Wherever the word "SiteInfo" appears in the entries, copy the whole line.

*** Opening Extracted entries ***

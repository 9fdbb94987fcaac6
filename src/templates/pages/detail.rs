use crate::domain::listing::{format_brl, Listing, ListingStatus};
use crate::templates::{desktop_layout, PageCtx};
use maud::{html, Markup};

pub struct DetailVm<'a> {
    pub listing: &'a Listing,
    pub photo_urls: Vec<String>,
}

fn feature(label: &str, value: impl maud::Render) -> Markup {
    html! {
        div class="feature" {
            dt { (label) }
            dd { (value) }
        }
    }
}

pub fn detail_page(ctx: &PageCtx, vm: &DetailVm) -> Markup {
    let l = vm.listing;
    let message = format!("Olá! Tenho interesse no imóvel: {}", l.title);

    desktop_layout(
        ctx,
        &l.title,
        html! {
            main class="container" {
                p { a href="/busca" { "← Voltar para a busca" } }

                @if vm.photo_urls.is_empty() {
                    div class="photo-placeholder large" { "Sem fotos" }
                } @else {
                    div class="gallery" {
                        @for (i, url) in vm.photo_urls.iter().enumerate() {
                            a href=(url) target="_blank" rel="noopener" {
                                img src=(url) alt=(format!("{} - foto {}", l.title, i + 1)) loading="lazy";
                            }
                        }
                    }
                }

                div class="detail" {
                    div {
                        span class="badge" { (l.listing_type.label()) " · " (l.property_type.label()) }
                        @if l.status != ListingStatus::Disponivel {
                            span class="badge badge-muted" { (l.status.label()) }
                        }
                        h1 { (l.title) }
                        p class="muted" {
                            (l.location_label())
                            @if let Some(addr) = l.address.as_deref().filter(|a| !a.is_empty()) {
                                " · " (addr)
                            }
                        }
                        p class="price" { (l.price_label()) }

                        dl class="features" {
                            (feature("Quartos", l.bedrooms))
                            (feature("Banheiros", l.bathrooms))
                            @if let Some(v) = l.parking_spaces {
                                (feature("Vagas", v))
                            }
                            @if let Some(a) = l.area_m2 {
                                (feature("Área", format!("{a} m²")))
                                @if a > 0.0 {
                                    (feature("Preço por m²", format_brl(l.sale_price / a)))
                                }
                            }
                        }

                        @if let Some(desc) = l.description.as_deref().filter(|d| !d.is_empty()) {
                            h2 { "Descrição" }
                            @for para in desc.split("\n\n") {
                                p { (para) }
                            }
                        }
                    }

                    aside class="card contact-box" {
                        h3 { "Gostou deste imóvel?" }
                        p { "Fale com " (ctx.site.company_name) " e agende uma visita." }
                        a class="button primary" href=(ctx.site.whatsapp_link(Some(&message)))
                            target="_blank" rel="noopener" { "Conversar no WhatsApp" }
                        p class="muted" {
                            (ctx.site.phone_display) br;
                            a href=(format!("mailto:{}", ctx.site.email)) { (ctx.site.email) }
                        }
                        @if ctx.is_admin() {
                            a href=(format!("/admin/editar/{}", l.id)) { "Editar anúncio" }
                        }
                    }
                }
            }
        },
    )
}
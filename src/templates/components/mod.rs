use maud::{html, Markup};

pub mod card;
pub mod error;
pub mod listing_form;
pub mod pagination;
pub mod search_form;

pub use card::{listing_card, ListingCardVm};
pub use error::error_page;
pub use listing_form::{listing_form, ListingFormVm};
pub use pagination::pagination;
pub use search_form::search_form;

/// Yellow notice listing inputs that were ignored or adjusted.
pub fn warnings(items: &[String]) -> Markup {
    html! {
        @if !items.is_empty() {
            div class="alert alert-warning" role="status" {
                ul {
                    @for w in items {
                        li { (w) }
                    }
                }
            }
        }
    }
}

pub fn error_banner(message: Option<&str>) -> Markup {
    html! {
        @if let Some(msg) = message {
            div class="alert alert-error" role="alert" { (msg) }
        }
    }
}
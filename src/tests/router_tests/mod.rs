mod admin_tests;
mod auth_tests;
mod public_tests;
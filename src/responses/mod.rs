pub mod errors;
pub mod html;
pub mod media;
pub mod redirect;

pub use crate::errors::ResultResp;
pub use errors::error_response;
pub use html::{html_response, html_status};
pub use media::{css_response, media_response};
pub use redirect::{redirect, redirect_with_cookie};
use crate::app::App;
use crate::config::Config;
use crate::logger::setup_logger;
use crate::responses::error_response;
use crate::router::handle;
use astra::Server;
use log::{error, info, warn};

mod app;
mod auth;
mod backend;
mod config;
mod db;
mod domain;
mod errors;
mod logger;
mod requests;
mod responses;
mod router;
mod services;
mod templates;
mod time;

#[cfg(test)]
mod tests;

fn main() {
    let config = match Config::from_env() {
        Ok(c) => c,
        Err(e) => {
            eprintln!("Configuration error: {e}");
            std::process::exit(1);
        }
    };

    if let Err(e) = setup_logger(config.log_level) {
        eprintln!("Logger setup failed: {e}");
    }

    let addr = config.bind_addr;
    let workers = config.max_workers;

    let app = match App::from_config(config) {
        Ok(app) => app,
        Err(e) => {
            error!("startup failed: {e}");
            std::process::exit(1);
        }
    };

    info!("listening on http://{addr} with {workers} workers");
    let server = Server::bind(&addr).max_workers(workers);

    let result = server.serve(move |req: astra::Request, _info| {
        let method = req.method().clone();
        let path = req.uri().path().to_owned();

        let resp = match handle(req, &app) {
            Ok(resp) => resp,
            Err(err) => error_response(err),
        };

        let status = resp.status();
        if status.is_server_error() {
            warn!("{method} {path} -> {}", status.as_u16());
        } else {
            info!("{method} {path} -> {}", status.as_u16());
        }
        resp
    });

    if let Err(e) = result {
        error!("server ended with error: {e}");
    }

    info!("server shut down");
}
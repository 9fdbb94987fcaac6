// responses/media.rs
use crate::errors::ServerError;
use crate::responses::ResultResp;
use astra::{Body, ResponseBuilder};

/// Stored photo bytes. Ids are immutable so the browser may cache freely.
pub fn media_response(bytes: Vec<u8>, content_type: &str) -> ResultResp {
    ResponseBuilder::new()
        .status(200)
        .header("Content-Type", content_type)
        .header("Cache-Control", "public, max-age=31536000, immutable")
        .body(Body::from(bytes))
        .map_err(|_| ServerError::InternalError)
}

pub fn css_response(css: &'static str) -> ResultResp {
    ResponseBuilder::new()
        .status(200)
        .header("Content-Type", "text/css; charset=utf-8")
        .header("Cache-Control", "public, max-age=3600")
        .body(Body::from(css.to_string()))
        .map_err(|_| ServerError::InternalError)
}
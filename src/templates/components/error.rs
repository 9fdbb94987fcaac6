use maud::{html, Markup, DOCTYPE};

/// Standalone error page (no layout, so it renders even when config is unavailable).
pub fn error_page(status: u16, message: &str) -> Markup {
    html! {
        (DOCTYPE)
        html lang="pt-BR" {
            head {
                meta charset="utf-8";
                title { "Erro " (status) }
                link rel="stylesheet" href="/static/main.css";
            }
            body class="error-page" {
                main class="container narrow" {
                    h1 { "Erro " (status) }
                    p { (message) }
                    p { a href="/" { "← Voltar para o início" } }
                }
            }
        }
    }
}
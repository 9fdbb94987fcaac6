use crate::templates::PageCtx;
use maud::{html, Markup, DOCTYPE};

pub fn desktop_layout(ctx: &PageCtx, title: &str, content: Markup) -> Markup {
    let site = ctx.site;
    html! {
        (DOCTYPE)
        html lang="pt-BR" {
            head {
                meta charset="utf-8";
                meta name="viewport" content="width=device-width, initial-scale=1.0";
                title { (title) " | " (site.company_name) }
                meta name="description" content=(site.seo_description);
                meta name="keywords" content=(site.seo_keywords);
                meta property="og:title" content=(site.seo_title);
                link rel="stylesheet" href="/static/main.css";
            }
            body {
                header class="site-header" {
                    a href="/" class="brand" {
                        svg
                            xmlns="http://www.w3.org/2000/svg"
                            width="24"
                            height="24"
                            viewBox="0 0 24 24"
                            fill="none"
                            stroke="currentColor"
                            stroke-width="2"
                            stroke-linecap="round"
                            stroke-linejoin="round"
                        {
                            path stroke="none" d="M0 0h24v24H0z" fill="none" {}
                            path d="M5 12l-2 0l9 -9l9 9l-2 0" {}
                            path d="M5 12v7a2 2 0 0 0 2 2h10a2 2 0 0 0 2 -2v-7" {}
                            path d="M9 21v-6a2 2 0 0 1 2 -2h2a2 2 0 0 1 2 2v6" {}
                        }
                        span { (site.company_name) }
                    }
                    nav {
                        ul {
                            li { a href="/" { "Início" } }
                            li { a href="/busca" { "Buscar imóveis" } }
                            li { a href="/sobre" { "Sobre" } }
                            li { a href="/contato" { "Contato" } }
                            @if ctx.is_admin() {
                                li { a href="/admin/dashboard" { "Painel" } }
                            }
                        }
                    }
                    @if let Some(email) = ctx.admin_email {
                        form method="post" action="/admin/logout" class="inline" {
                            span class="muted" { (email) " " }
                            button type="submit" class="link" { "Sair" }
                        }
                    } @else {
                        a href="/admin/login" class="muted" { "Área do corretor" }
                    }
                }
                (content)
                footer class="site-footer" {
                    p { (site.company_name) " · " (site.slogan) }
                    p {
                        a href=(site.whatsapp_link(None)) target="_blank" rel="noopener" {
                            "WhatsApp " (site.phone_display)
                        }
                        " · "
                        a href=(format!("mailto:{}", site.email)) { (site.email) }
                    }
                }
            }
        }
    }
}
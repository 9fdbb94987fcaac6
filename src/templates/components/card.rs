use crate::domain::listing::Listing;
use maud::{html, Markup};

pub struct ListingCardVm<'a> {
    pub listing: &'a Listing,
    pub cover_url: Option<String>,
}

pub fn listing_card(vm: &ListingCardVm) -> Markup {
    let l = vm.listing;
    html! {
        article class="card listing-card" {
            a href=(format!("/imovel/{}", l.id)) {
                @if let Some(url) = &vm.cover_url {
                    img src=(url) alt=(l.title) loading="lazy";
                } @else {
                    div class="photo-placeholder" { "Sem foto" }
                }
            }
            div class="card-body" {
                span class="badge" { (l.listing_type.label()) " · " (l.property_type.label()) }
                h3 { a href=(format!("/imovel/{}", l.id)) { (l.title) } }
                p class="muted" { (l.location_label()) }
                p class="price" { (l.price_label()) }
                p class="features" {
                    (l.bedrooms) " quartos · " (l.bathrooms) " banheiros"
                    @if let Some(area) = l.area_m2 {
                        " · " (area) " m²"
                    }
                }
            }
        }
    }
}
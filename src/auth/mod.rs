pub mod guard;
pub mod login;
pub mod token;

pub use guard::{require_admin, Guard};
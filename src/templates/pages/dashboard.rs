use crate::domain::listing::Listing;
use crate::templates::{desktop_layout, PageCtx};
use maud::{html, Markup};

pub struct DashboardRow<'a> {
    pub listing: &'a Listing,
    pub cover_url: Option<String>,
}

pub struct DashboardVm<'a> {
    pub rows: Vec<DashboardRow<'a>>,
    pub total: u64,
}

pub fn dashboard_page(ctx: &PageCtx, vm: &DashboardVm) -> Markup {
    desktop_layout(
        ctx,
        "Painel",
        html! {
            main class="container" {
                div class="page-head" {
                    h1 { "Meus imóveis" }
                    a href="/admin/cadastrar" class="button primary" { "Cadastrar imóvel" }
                }

                @if vm.rows.is_empty() {
                    p class="muted" { "Nenhum imóvel cadastrado ainda." }
                } @else {
                    @if vm.total > vm.rows.len() as u64 {
                        p class="muted" { "Mostrando " (vm.rows.len()) " de " (vm.total) " imóveis." }
                    }
                    table class="admin-table" {
                        thead {
                            tr {
                                th { "Foto" }
                                th { "Título" }
                                th { "Tipo" }
                                th { "Preço" }
                                th { "Status" }
                                th { "Ações" }
                            }
                        }
                        tbody {
                            @for row in &vm.rows {
                                @let l = row.listing;
                                tr {
                                    td {
                                        @if let Some(url) = &row.cover_url {
                                            img class="thumb" src=(url) alt="";
                                        }
                                    }
                                    td {
                                        a href=(format!("/imovel/{}", l.id)) { (l.title) }
                                        br;
                                        span class="muted" { (l.location_label()) }
                                    }
                                    td { (l.listing_type.label()) " · " (l.property_type.label()) }
                                    td { (l.price_label()) }
                                    td { (l.status.label()) }
                                    td class="actions" {
                                        a href=(format!("/admin/editar/{}", l.id)) { "Editar" }
                                        form method="post" action=(format!("/admin/excluir/{}", l.id)) class="inline"
                                            onsubmit="return confirm('Excluir este imóvel e suas fotos?');" {
                                            button type="submit" class="link danger" { "Excluir" }
                                        }
                                    }
                                }
                            }
                        }
                    }
                }
            }
        },
    )
}
// src/config.rs
use crate::backend::AppwriteConfig;
use log::LevelFilter;
use std::env;
use std::error::Error;
use std::fmt;
use std::net::SocketAddr;
use std::time::Duration;
use url::form_urlencoded;

const PLACEHOLDER_PROJECT_ID: &str = "YOUR_PROJECT_ID";
const MAX_SESSION_TTL: Duration = Duration::from_secs(365 * 24 * 60 * 60);

#[derive(Debug)]
pub enum ConfigError {
    Missing(&'static str),
    Invalid {
        key: &'static str,
        value: String,
        reason: String,
    },
}

impl fmt::Display for ConfigError {
    fn fmt(&self, f: &mut fmt::Formatter<'_>) -> fmt::Result {
        match self {
            ConfigError::Missing(key) => write!(f, "{key} is not set"),
            ConfigError::Invalid { key, value, reason } => {
                write!(f, "{key}={value:?} is invalid: {reason}")
            }
        }
    }
}

impl Error for ConfigError {}

#[derive(Debug, Clone, Copy, PartialEq, Eq)]
pub enum BackendKind {
    Appwrite,
    Local,
}

/// Company and contact details shown across the site.
#[derive(Debug, Clone)]
pub struct SiteInfo {
    pub company_name: String,
    pub slogan: String,
    /// Digits only, country code first (e.g. 5511999999999).
    pub phone: String,
    pub phone_display: String,
    pub email: String,
    pub whatsapp_message: String,
    pub seo_title: String,
    pub seo_description: String,
    pub seo_keywords: String,
}

impl Default for SiteInfo {
    fn default() -> Self {
        Self {
            company_name: "Duarte Consultor Imobiliário".into(),
            slogan: "Encontre o imóvel dos seus sonhos com facilidade e segurança".into(),
            phone: "5511999999999".into(),
            phone_display: "(11) 99999-9999".into(),
            email: "contato@duarteimoveis.com.br".into(),
            whatsapp_message: "Olá! Gostaria de mais informações sobre imóveis disponíveis.".into(),
            seo_title: "Duarte Consultor Imobiliário - Encontre seu Imóvel Ideal".into(),
            seo_description: "Portal imobiliário para encontrar apartamentos, casas e terrenos. \
                              Busca avançada, fotos e contato direto com o corretor."
                .into(),
            seo_keywords: "imóveis, apartamentos, casas, terrenos, aluguel, venda, imobiliária".into(),
        }
    }
}

impl SiteInfo {
    /// wa.me link with a prefilled message (the default one when `None`).
    pub fn whatsapp_link(&self, message: Option<&str>) -> String {
        let text: String =
            form_urlencoded::byte_serialize(message.unwrap_or(&self.whatsapp_message).as_bytes())
                .collect();
        format!("https://wa.me/{}?text={}", self.phone, text.replace('+', "%20"))
    }
}

#[derive(Debug, Clone)]
pub struct Config {
    pub bind_addr: SocketAddr,
    pub max_workers: usize,
    pub log_level: LevelFilter,
    pub app_db_path: String,
    pub session_ttl: Duration,
    pub backend: BackendKind,
    pub appwrite: AppwriteConfig,
    pub collection_id: String,
    pub bucket_id: String,
    pub local_backend_path: String,
    /// Account created in the local backend at startup.
    pub admin_seed: Option<(String, String)>,
    pub site: SiteInfo,
}

impl Config {
    /// Read `.env` (if present) and the process environment.
    pub fn from_env() -> Result<Self, ConfigError> {
        dotenvy::dotenv().ok();
        Self::from_lookup(|key| env::var(key).ok())
    }

    pub fn from_lookup<F>(get: F) -> Result<Self, ConfigError>
    where
        F: Fn(&str) -> Option<String>,
    {
        let var = |key: &'static str, default: &str| -> String {
            get(key)
                .map(|v| v.trim().to_string())
                .filter(|v| !v.is_empty())
                .unwrap_or_else(|| default.to_string())
        };
        let opt = |key: &'static str| -> Option<String> {
            get(key)
                .map(|v| v.trim().to_string())
                .filter(|v| !v.is_empty())
        };
        let invalid = |key: &'static str, value: String, reason: String| ConfigError::Invalid {
            key,
            value,
            reason,
        };

        let bind_raw = var("BIND_ADDR", "127.0.0.1:3000");
        let bind_addr = bind_raw
            .parse()
            .map_err(|e: std::net::AddrParseError| invalid("BIND_ADDR", bind_raw.clone(), e.to_string()))?;

        let workers_raw = var("MAX_WORKERS", "8");
        let max_workers = workers_raw
            .parse::<usize>()
            .ok()
            .filter(|n| *n > 0)
            .ok_or_else(|| invalid("MAX_WORKERS", workers_raw.clone(), "expected a positive integer".into()))?;

        let level_raw = var("LOG_LEVEL", "info");
        let log_level = level_raw
            .parse::<LevelFilter>()
            .map_err(|e| invalid("LOG_LEVEL", level_raw.clone(), e.to_string()))?;

        let ttl_raw = var("SESSION_TTL", "7d");
        let session_ttl = humantime::parse_duration(&ttl_raw)
            .map_err(|e| invalid("SESSION_TTL", ttl_raw.clone(), e.to_string()))?;
        if session_ttl.is_zero() || session_ttl > MAX_SESSION_TTL {
            return Err(invalid(
                "SESSION_TTL",
                ttl_raw,
                "expected a duration between 1s and 365d".into(),
            ));
        }

        let backend_raw = var("BACKEND", "appwrite");
        let backend = match backend_raw.to_lowercase().as_str() {
            "appwrite" => BackendKind::Appwrite,
            "local" => BackendKind::Local,
            _ => {
                return Err(invalid(
                    "BACKEND",
                    backend_raw,
                    "expected \"appwrite\" or \"local\"".into(),
                ))
            }
        };

        let project_id = opt("APPWRITE_PROJECT_ID").unwrap_or_default();
        if backend == BackendKind::Appwrite
            && (project_id.is_empty() || project_id == PLACEHOLDER_PROJECT_ID)
        {
            return Err(ConfigError::Missing("APPWRITE_PROJECT_ID"));
        }

        let admin_seed = match (opt("ADMIN_EMAIL"), opt("ADMIN_PASSWORD")) {
            (Some(email), Some(password)) => Some((email, password)),
            _ => None,
        };

        let defaults = SiteInfo::default();
        let site = SiteInfo {
            company_name: var("SITE_COMPANY_NAME", &defaults.company_name),
            slogan: var("SITE_SLOGAN", &defaults.slogan),
            phone: var("SITE_PHONE", &defaults.phone),
            phone_display: var("SITE_PHONE_DISPLAY", &defaults.phone_display),
            email: var("SITE_EMAIL", &defaults.email),
            whatsapp_message: var("SITE_WHATSAPP_MESSAGE", &defaults.whatsapp_message),
            ..defaults
        };

        Ok(Self {
            bind_addr,
            max_workers,
            log_level,
            app_db_path: var("APP_DB_PATH", "house_finder.sqlite3"),
            session_ttl,
            backend,
            appwrite: AppwriteConfig {
                endpoint: var("APPWRITE_ENDPOINT", "https://cloud.appwrite.io/v1"),
                project_id,
                api_key: opt("APPWRITE_API_KEY"),
                database_id: var("APPWRITE_DATABASE_ID", "imobiliariaDB"),
            },
            collection_id: var("APPWRITE_COLLECTION_ID", "imoveis"),
            bucket_id: var("APPWRITE_BUCKET_ID", "fotos_imoveis"),
            local_backend_path: var("LOCAL_BACKEND_PATH", "local_backend.sqlite3"),
            admin_seed,
            site,
        })
    }

    pub fn session_ttl_secs(&self) -> i64 {
        self.session_ttl.as_secs() as i64
    }
}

*** Closing Extracted entries ***

* [Solution]
pub struct SiteInfo {
impl Default for SiteInfo {
impl SiteInfo {
    pub site: SiteInfo,
        let defaults = SiteInfo::default();
        let site = SiteInfo {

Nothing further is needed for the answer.